On sait moins que par deux fois la France et les USA se sont violemment opposés :

Une première fois en 1830 lors d’une demande de compensation relative à l’embargo napoléonien de 1806 contre l’Angleterre. Elle fut suivie en 1834 d’une rupture des relations diplomatiques.

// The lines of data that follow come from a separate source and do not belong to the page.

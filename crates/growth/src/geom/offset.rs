//! Planar (world XY) offset of open and closed polylines.
//!
//! Model
//! - Each segment is shifted by `distance` along its left normal.
//! - Neighbouring shifted segments meet at a corner built per `CornerStyle`;
//!   near-reversals always get two points (a flat cap) instead of a miter
//!   running off to infinity.
//! - Segments whose shifted image shrinks below tolerance or flips direction
//!   are removed and self-intersection loops cut (see `cleanup`). The offset
//!   fails only when too few vertices survive: two for open curves, three for
//!   rings. An inward ring offset that inverts the ring fails too.

use nalgebra::{Point3, Vector2, Vector3};

use super::cleanup::{signed_area, RawOffset};
use super::polyline::Polyline;
use super::types::{CornerStyle, GeomError};

/// Below this cosine between consecutive directions the corner is a flat cap.
const FLAT_CAP_COS: f64 = -0.98;
/// Consecutive segments with |sin| under this (and same heading) are collinear.
const COLLINEAR_SIN: f64 = 1e-9;

#[derive(Clone, Copy, Debug)]
struct Segment {
    dir: Vector2<f64>,
    normal: Vector2<f64>,
}

/// Where the incoming shifted segment ends and the outgoing one starts.
#[derive(Clone, Copy, Debug)]
struct Corner {
    entry: Point3<f64>,
    exit: Point3<f64>,
}

impl Corner {
    fn single(p: Point3<f64>) -> Self {
        Self { entry: p, exit: p }
    }
}

/// Offset `curve` in the XY plane by `distance` (positive = left of travel).
///
/// Closed curves are offset as rings and stay closed; open curves are offset
/// on one side with their end points shifted along the end segment normals.
pub fn offset_curve(
    curve: &Polyline,
    distance: f64,
    tol: f64,
    style: CornerStyle,
) -> Result<Polyline, GeomError> {
    if !distance.is_finite() {
        return Err(GeomError::offset(format!(
            "distance must be finite: {distance}"
        )));
    }
    let tol = tol.max(1e-12);
    let closed = curve.is_closed(tol);
    let mut pts = dedup_xy(curve.points(), tol);
    if closed {
        pts.pop();
    }
    let min_points = if closed { 3 } else { 2 };
    if pts.len() < min_points {
        return Err(GeomError::offset(format!(
            "need {min_points} distinct vertices, got {}",
            pts.len()
        )));
    }
    if distance.abs() < tol {
        return Ok(curve.clone());
    }

    let n = pts.len();
    let seg_count = if closed { n } else { n - 1 };
    let segs: Vec<Segment> = (0..seg_count)
        .map(|i| segment(pts[i], pts[(i + 1) % n]))
        .collect();

    let corners: Vec<Corner> = (0..n)
        .map(|i| {
            if closed {
                let prev = &segs[(i + seg_count - 1) % seg_count];
                corner(pts[i], prev, &segs[i], distance, style)
            } else if i == 0 {
                Corner::single(pts[0] + lift(segs[0].normal * distance))
            } else if i == n - 1 {
                Corner::single(pts[i] + lift(segs[seg_count - 1].normal * distance))
            } else {
                corner(pts[i], &segs[i - 1], &segs[i], distance, style)
            }
        })
        .collect();

    let mut raw = RawOffset {
        points: Vec::with_capacity(n * 2),
        dirs: Vec::with_capacity(n * 2),
        closed,
    };
    for (i, c) in corners.iter().enumerate() {
        raw.points.push(c.entry);
        if (c.exit - c.entry).norm() > 1e-12 {
            raw.dirs.push(None);
            raw.points.push(c.exit);
        }
        if let Some(seg) = segs.get(i) {
            raw.dirs.push(Some(seg.dir));
        }
    }

    raw.drop_collapsed(tol)?;
    let source_area = if closed { signed_area(&pts) } else { 0.0 };
    let winding = if source_area < 0.0 { -1.0 } else { 1.0 };
    let mut out = raw.into_points(winding, tol);
    if out.len() < min_points {
        return Err(GeomError::offset(format!(
            "collapsed to {} point(s) at distance {distance}",
            out.len()
        )));
    }
    if closed {
        // an inward offset that grew the ring went through the middle
        let area = signed_area(&out);
        if source_area * distance > 0.0 && area.abs() > source_area.abs() {
            return Err(GeomError::offset(format!(
                "ring inverted at distance {distance}"
            )));
        }
        out.push(out[0]);
    }
    Ok(Polyline::new(out))
}

fn segment(a: Point3<f64>, b: Point3<f64>) -> Segment {
    // dedup_xy guarantees a non-zero planar length
    let dir = Vector2::new(b.x - a.x, b.y - a.y).normalize();
    Segment {
        dir,
        normal: Vector2::new(-dir.y, dir.x),
    }
}

fn corner(
    vertex: Point3<f64>,
    a: &Segment,
    b: &Segment,
    distance: f64,
    style: CornerStyle,
) -> Corner {
    let cos = a.dir.dot(&b.dir);
    let sin = a.dir.perp(&b.dir);
    let along_a = vertex + lift(a.normal * distance);
    let along_b = vertex + lift(b.normal * distance);
    if sin.abs() < COLLINEAR_SIN && cos > 0.0 {
        return Corner::single(along_a);
    }
    if cos < FLAT_CAP_COS {
        return Corner {
            entry: along_a,
            exit: along_b,
        };
    }
    let outer = sin * distance < 0.0;
    match style {
        CornerStyle::Chamfer if outer => Corner {
            entry: along_a,
            exit: along_b,
        },
        _ => {
            let miter = (a.normal + b.normal) * (distance / (1.0 + cos));
            Corner::single(vertex + lift(miter))
        }
    }
}

#[inline]
fn lift(v: Vector2<f64>) -> Vector3<f64> {
    Vector3::new(v.x, v.y, 0.0)
}

/// Drop consecutive vertices that coincide in the XY plane.
fn dedup_xy(points: &[Point3<f64>], tol: f64) -> Vec<Point3<f64>> {
    let mut out: Vec<Point3<f64>> = Vec::with_capacity(points.len());
    for p in points {
        if let Some(last) = out.last() {
            if Vector2::new(p.x - last.x, p.y - last.y).norm() <= tol {
                continue;
            }
        }
        out.push(*p);
    }
    out
}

Cette « quasi-guerre » remplaça jusqu’en 1917 l’amitié par le ressentiment !

Une deuxième fois en 1919 après le Traité de Versailles lorsque les Américains demandèrent à la France de rembourser les emprunts de guerre et que celle-ci répondit « l’Allemagne paiera » !  Conflit qui reprit de plus belle après 1946 et le Plan Marshall (les Américains nous ont prêté contre remboursement un montant correspondant aux 330 Tonnes d’or du trésor nazi sur lequelles ils avaient discrètement fait main basse !)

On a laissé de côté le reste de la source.